*What the task requires:*
From the records below, set down exactly the lines starting with the line that contains "impl<K, V> DoubleEndedIterator for ValuesMut<'_, K, V>" and going on through the line that contains "hashes to zero.". Nothing else is wanted.

*Dataset excerpts:*
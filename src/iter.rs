//! Borrowing and owning iterators shared by the map and set types.
//!
//! All of them walk the container's traversal order: array order for
//! `CompactHashMap`, link order for `CompactLinkedHashMap`, and list order
//! once either has switched to its fallback representation.

use crate::compact_core::{Repr, Slot};
use core::iter::FusedIterator;
use core::marker::PhantomData;

/// Iterator over `(&K, &V)`.
pub struct Iter<'a, K, V> {
    repr: &'a Repr<K, V>,
    front: Option<Slot>,
    back: Option<Slot>,
    remaining: usize,
}

impl<'a, K, V> Iter<'a, K, V> {
    pub(crate) fn new(repr: &'a Repr<K, V>) -> Self {
        Self {
            repr,
            front: repr.first(),
            back: repr.last(),
            remaining: repr.len(),
        }
    }
}

impl<K, V> Clone for Iter<'_, K, V> {
    fn clone(&self) -> Self {
        Self {
            repr: self.repr,
            front: self.front,
            back: self.back,
            remaining: self.remaining,
        }
    }
}

impl<'a, K, V> Iterator for Iter<'a, K, V> {
    type Item = (&'a K, &'a V);

    #[inline]
    fn next(&mut self) -> Option<Self::Item> {
        if self.remaining == 0 {
            return None;
        }
        let at = self.front?;
        self.remaining -= 1;
        self.front = self.repr.next(at);
        Some(self.repr.entry(at))
    }

    fn size_hint(&self) -> (usize, Option<usize>) {
        (self.remaining, Some(self.remaining))
    }
}

impl<K, V> DoubleEndedIterator for Iter<'_, K, V> {
    fn next_back(&mut self) -> Option<Self::Item> {
        if self.remaining == 0 {
            return None;
        }
        let at = self.back?;
        self.remaining -= 1;
        self.back = self.repr.prev(at);
        Some(self.repr.entry(at))
    }
}

impl<K, V> ExactSizeIterator for Iter<'_, K, V> {}
impl<K, V> FusedIterator for Iter<'_, K, V> {}

/// Iterator over `&K`.
pub struct Keys<'a, K, V> {
    pub(crate) inner: Iter<'a, K, V>,
}

impl<K, V> Clone for Keys<'_, K, V> {
    fn clone(&self) -> Self {
        Self {
            inner: self.inner.clone(),
        }
    }
}

impl<'a, K, V> Iterator for Keys<'a, K, V> {
    type Item = &'a K;

    #[inline]
    fn next(&mut self) -> Option<Self::Item> {
        self.inner.next().map(|(k, _)| k)
    }

    fn size_hint(&self) -> (usize, Option<usize>) {
        self.inner.size_hint()
    }
}

impl<K, V> DoubleEndedIterator for Keys<'_, K, V> {
    fn next_back(&mut self) -> Option<Self::Item> {
        self.inner.next_back().map(|(k, _)| k)
    }
}

impl<K, V> ExactSizeIterator for Keys<'_, K, V> {}
impl<K, V> FusedIterator for Keys<'_, K, V> {}

/// Iterator over `&V`.
pub struct Values<'a, K, V> {
    pub(crate) inner: Iter<'a, K, V>,
}

impl<K, V> Clone for Values<'_, K, V> {
    fn clone(&self) -> Self {
        Self {
            inner: self.inner.clone(),
        }
    }
}

impl<'a, K, V> Iterator for Values<'a, K, V> {
    type Item = &'a V;

    #[inline]
    fn next(&mut self) -> Option<Self::Item> {
        self.inner.next().map(|(_, v)| v)
    }

    fn size_hint(&self) -> (usize, Option<usize>) {
        self.inner.size_hint()
    }
}

impl<K, V> DoubleEndedIterator for Values<'_, K, V> {
    fn next_back(&mut self) -> Option<Self::Item> {
        self.inner.next_back().map(|(_, v)| v)
    }
}

impl<K, V> ExactSizeIterator for Values<'_, K, V> {}
impl<K, V> FusedIterator for Values<'_, K, V> {}

enum IterMutInner<'a, K, V> {
    /// Array order straight off the dense store.
    Slices(core::iter::Zip<core::slice::Iter<'a, K>, core::slice::IterMut<'a, V>>),
    /// Link or list order, gathered up front.
    Ordered(std::vec::IntoIter<(&'a K, &'a mut V)>),
}

/// Iterator over `(&K, &mut V)`.
pub struct IterMut<'a, K, V> {
    inner: IterMutInner<'a, K, V>,
}

impl<'a, K, V> IterMut<'a, K, V> {
    pub(crate) fn slices(keys: &'a [K], values: &'a mut [V]) -> Self {
        Self {
            inner: IterMutInner::Slices(keys.iter().zip(values.iter_mut())),
        }
    }

    pub(crate) fn ordered(entries: Vec<(&'a K, &'a mut V)>) -> Self {
        Self {
            inner: IterMutInner::Ordered(entries.into_iter()),
        }
    }
}

impl<'a, K, V> Iterator for IterMut<'a, K, V> {
    type Item = (&'a K, &'a mut V);

    #[inline]
    fn next(&mut self) -> Option<Self::Item> {
        match &mut self.inner {
            IterMutInner::Slices(it) => it.next(),
            IterMutInner::Ordered(it) => it.next(),
        }
    }

    fn size_hint(&self) -> (usize, Option<usize>) {
        match &self.inner {
            IterMutInner::Slices(it) => it.size_hint(),
            IterMutInner::Ordered(it) => it.size_hint(),
        }
    }
}

impl<K, V> DoubleEndedIterator for IterMut<'_, K, V> {
    fn next_back(&mut self) -> Option<Self::Item> {
        match &mut self.inner {
            IterMutInner::Slices(it) => it.next_back(),
            IterMutInner::Ordered(it) => it.next_back(),
        }
    }
}

impl<K, V> ExactSizeIterator for IterMut<'_, K, V> {}
impl<K, V> FusedIterator for IterMut<'_, K, V> {}

/// Iterator over `&mut V`.
pub struct ValuesMut<'a, K, V> {
    pub(crate) inner: IterMut<'a, K, V>,
}

impl<'a, K, V> Iterator for ValuesMut<'a, K, V> {
    type Item = &'a mut V;

    #[inline]
    fn next(&mut self) -> Option<Self::Item> {
        self.inner.next().map(|(_, v)| v)
    }

    fn size_hint(&self) -> (usize, Option<usize>) {
        self.inner.size_hint()
    }
}

impl<K, V> DoubleEndedIterator for ValuesMut<'_, K, V> {
    fn next_back(&mut self) -> Option<Self::Item> {
        self.inner.next_back().map(|(_, v)| v)
    }
}

impl<K, V> ExactSizeIterator for ValuesMut<'_, K, V> {}
impl<K, V> FusedIterator for ValuesMut<'_, K, V> {}

/// Owning iterator over `(K, V)`.
pub struct IntoIter<K, V> {
    pub(crate) inner: std::vec::IntoIter<(K, V)>,
}

impl<K, V> Iterator for IntoIter<K, V> {
    type Item = (K, V);

    #[inline]
    fn next(&mut self) -> Option<Self::Item> {
        self.inner.next()
    }

    fn size_hint(&self) -> (usize, Option<usize>) {
        self.inner.size_hint()
    }
}

impl<K, V> DoubleEndedIterator for IntoIter<K, V> {
    fn next_back(&mut self) -> Option<Self::Item> {
        self.inner.next_back()
    }
}

impl<K, V> ExactSizeIterator for IntoIter<K, V> {}
impl<K, V> FusedIterator for IntoIter<K, V> {}

/// Draining iterator over `(K, V)`. The container is already empty when
/// this is handed out; unconsumed entries are dropped with the iterator.
pub struct Drain<'a, K, V> {
    pub(crate) inner: std::vec::IntoIter<(K, V)>,
    pub(crate) _borrow: PhantomData<&'a mut (K, V)>,
}

impl<K, V> Iterator for Drain<'_, K, V> {
    type Item = (K, V);

    #[inline]
    fn next(&mut self) -> Option<Self::Item> {
        self.inner.next()
    }

    fn size_hint(&self) -> (usize, Option<usize>) {
        self.inner.size_hint()
    }
}

impl<K, V> DoubleEndedIterator for Drain<'_, K, V> {
    fn next_back(&mut self) -> Option<Self::Item> {
        self.inner.next_back()
    }
}

impl<K, V> ExactSizeIterator for Drain<'_, K, V> {}
impl<K, V> FusedIterator for Drain<'_, K, V> {}
// Flood guard test suite.
//
// Keys that all hash alike build one long bucket chain. Once a chain grows
// past the configured limit the container switches, once and for good, to
// its fallback representation. Invariants exercised:
// - The switch is invisible to callers apart from is_fallback().
// - Every entry, its value and the iteration order survive the switch.
// - The switch triggers on insert, on bulk load, and never for well-spread
//   keys.
use compact_hashmap::{
    CompactConfig, CompactHashMap, CompactHashSet, CompactLinkedHashMap, DEFAULT_MAX_BUCKET_LEN,
};
use std::hash::{BuildHasher, Hasher};

// Every key hashes to zero.
#[derive(Clone, Default)]
struct Flood;
struct FloodHasher;
impl BuildHasher for Flood {
    type Hasher = FloodHasher;
    fn build_hasher(&self) -> FloodHasher {
        FloodHasher
    }
}
impl Hasher for FloodHasher {
    fn write(&mut self, _bytes: &[u8]) {}
    fn finish(&self) -> u64 {
        0
    }
}

// Test: the chain limit.
// Verifies: DEFAULT_MAX_BUCKET_LEN colliding keys are tolerated; one more
// trips the guard.
#[test]
fn trips_just_past_limit() {
    let mut m: CompactHashMap<u32, u32, Flood> = CompactHashMap::with_hasher(Flood);
    for k in 0..DEFAULT_MAX_BUCKET_LEN as u32 {
        m.insert(k, k);
    }
    assert!(!m.is_fallback());
    m.insert(1000, 1000);
    assert!(m.is_fallback());
    assert_eq!(m.len(), DEFAULT_MAX_BUCKET_LEN + 1);
}

// Test: behavior after the switch.
// Verifies: full map semantics across thousands of colliding keys, with
// insertion order kept.
#[test]
fn fallback_is_a_full_map() {
    let mut m: CompactHashMap<String, usize, Flood> = CompactHashMap::with_hasher(Flood);
    for i in 0..2000 {
        assert_eq!(m.insert(format!("key{i}"), i), None);
    }
    assert!(m.is_fallback());
    assert_eq!(m.insert("key7".to_string(), 70), Some(7));
    for i in (0..2000).step_by(3) {
        assert!(m.remove(&format!("key{i}")).is_some());
    }
    for i in 0..2000 {
        let want = if i % 3 == 0 {
            None
        } else if i == 7 {
            Some(70)
        } else {
            Some(i)
        };
        assert_eq!(m.get(&format!("key{i}")).copied(), want);
    }
    let order: Vec<usize> = m.values().copied().take(4).collect();
    assert_eq!(order, [1, 2, 4, 5]);
    m.clear();
    assert!(m.is_empty());
    assert!(m.is_fallback(), "the switch is permanent");
}

// Test: order survives the switch in a linked map.
// Verifies: access order established before the switch is kept and
// promotion keeps working afterwards.
#[test]
fn linked_order_survives_switch() {
    let mut m: CompactLinkedHashMap<u32, u32, Flood> = CompactLinkedHashMap::access_order(
        CompactConfig::new().with_max_bucket_len(4),
        Flood,
    )
    .unwrap();
    for k in 0..4 {
        m.insert(k, k);
    }
    m.get(&1);
    assert!(!m.is_fallback());
    m.insert(4, 4);
    assert!(m.is_fallback());
    assert_eq!(m.keys().copied().collect::<Vec<_>>(), [0, 2, 3, 1, 4]);
    m.get(&0);
    assert_eq!(m.keys().copied().collect::<Vec<_>>(), [2, 3, 1, 4, 0]);
    assert_eq!(m.pop_front(), Some((2, 2)));
    assert_eq!(m.iter().rev().map(|(k, _)| *k).collect::<Vec<_>>(), [0, 4, 1, 3]);
}

// Test: bulk construction.
// Verifies: a colliding bulk load ends up in the fallback form with
// every element.
#[test]
fn bulk_load_switches() {
    let s: CompactHashSet<u64, Flood> = (0..100).collect();
    assert!(s.is_fallback());
    assert_eq!(s.len(), 100);
    assert!((0..100).all(|v| s.contains(&v)));
}

// Test: well-spread keys never trip the guard.
#[test]
fn random_keys_stay_compact() {
    let mut m = CompactHashMap::new();
    for i in 0..20_000u64 {
        m.insert(i.wrapping_mul(0x9e37_79b9_7f4a_7c15), i);
    }
    assert!(!m.is_fallback());
    assert_eq!(m.len(), 20_000);
}

// Test: iter_mut, drain and clone on the fallback form.
#[test]
fn views_work_after_switch() {
    let mut m: CompactHashMap<u32, u32, Flood> = (0..20).map(|k| (k, k)).collect();
    assert!(m.is_fallback());
    for (_, v) in m.iter_mut() {
        *v += 1;
    }
    let copy = m.clone();
    assert_eq!(copy, m);
    let drained: Vec<(u32, u32)> = m.drain().collect();
    assert_eq!(drained, (0..20).map(|k| (k, k + 1)).collect::<Vec<_>>());
    assert!(m.is_empty());
    assert_eq!(copy.len(), 20);
}

// Test: mutable iteration on both representations.
// Verifies: iter_mut, values_mut and `for (k, v) in &mut map` reach every
// value while compact and after the switch, for both map kinds.
#[test]
fn mutable_iteration_on_both_representations() {
    for colliding in [4u32, 40] {
        let mut m: CompactHashMap<u32, u32, Flood> = CompactHashMap::with_hasher(Flood);
        let mut l: CompactLinkedHashMap<u32, u32, Flood> = CompactLinkedHashMap::with_hasher(Flood);
        for k in 0..colliding {
            m.insert(k, k);
            l.insert(k, k);
        }
        assert_eq!(m.is_fallback(), colliding > DEFAULT_MAX_BUCKET_LEN as u32);
        assert_eq!(l.is_fallback(), m.is_fallback());

        for (k, v) in m.iter_mut() {
            *v += *k;
        }
        for v in m.values_mut() {
            *v += 1;
        }
        for (_, v) in &mut m {
            *v *= 10;
        }
        for k in 0..colliding {
            assert_eq!(m.get(&k), Some(&((2 * k + 1) * 10)));
        }

        let seen: Vec<u32> = l
            .iter_mut()
            .map(|(k, v)| {
                *v = k + 100;
                *k
            })
            .collect();
        assert_eq!(seen, (0..colliding).collect::<Vec<_>>());
        for v in l.values_mut() {
            *v += 1;
        }
        assert_eq!(
            l.values().copied().collect::<Vec<_>>(),
            (101..101 + colliding).collect::<Vec<_>>()
        );
    }
}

*Exercise solution:*
impl<K, V> DoubleEndedIterator for ValuesMut<'_, K, V> {
    fn next_back(&mut self) -> Option<Self::Item> {
        self.inner.next_back().map(|(_, v)| v)
    }
}

impl<K, V> ExactSizeIterator for ValuesMut<'_, K, V> {}
impl<K, V> FusedIterator for ValuesMut<'_, K, V> {}

/// Owning iterator over `(K, V)`.
pub struct IntoIter<K, V> {
    pub(crate) inner: std::vec::IntoIter<(K, V)>,
}

impl<K, V> Iterator for IntoIter<K, V> {
    type Item = (K, V);

    #[inline]
    fn next(&mut self) -> Option<Self::Item> {
        self.inner.next()
    }

    fn size_hint(&self) -> (usize, Option<usize>) {
        self.inner.size_hint()
    }
}

impl<K, V> DoubleEndedIterator for IntoIter<K, V> {
    fn next_back(&mut self) -> Option<Self::Item> {
        self.inner.next_back()
    }
}

impl<K, V> ExactSizeIterator for IntoIter<K, V> {}
impl<K, V> FusedIterator for IntoIter<K, V> {}

/// Draining iterator over `(K, V)`. The container is already empty when
/// this is handed out; unconsumed entries are dropped with the iterator.
pub struct Drain<'a, K, V> {
    pub(crate) inner: std::vec::IntoIter<(K, V)>,
    pub(crate) _borrow: PhantomData<&'a mut (K, V)>,
}

impl<K, V> Iterator for Drain<'_, K, V> {
    type Item = (K, V);

    #[inline]
    fn next(&mut self) -> Option<Self::Item> {
        self.inner.next()
    }

    fn size_hint(&self) -> (usize, Option<usize>) {
        self.inner.size_hint()
    }
}

impl<K, V> DoubleEndedIterator for Drain<'_, K, V> {
    fn next_back(&mut self) -> Option<Self::Item> {
        self.inner.next_back()
    }
}

impl<K, V> ExactSizeIterator for Drain<'_, K, V> {}
impl<K, V> FusedIterator for Drain<'_, K, V> {}
// Flood guard test suite.
//
// Keys that all hash alike build one long bucket chain. Once a chain grows
// past the configured limit the container switches, once and for good, to
// its fallback representation. Invariants exercised:
// - The switch is invisible to callers apart from is_fallback().
// - Every entry, its value and the iteration order survive the switch.
// - The switch triggers on insert, on bulk load, and never for well-spread
//   keys.
use compact_hashmap::{
    CompactConfig, CompactHashMap, CompactHashSet, CompactLinkedHashMap, DEFAULT_MAX_BUCKET_LEN,
};
use std::hash::{BuildHasher, Hasher};

// Every key hashes to zero.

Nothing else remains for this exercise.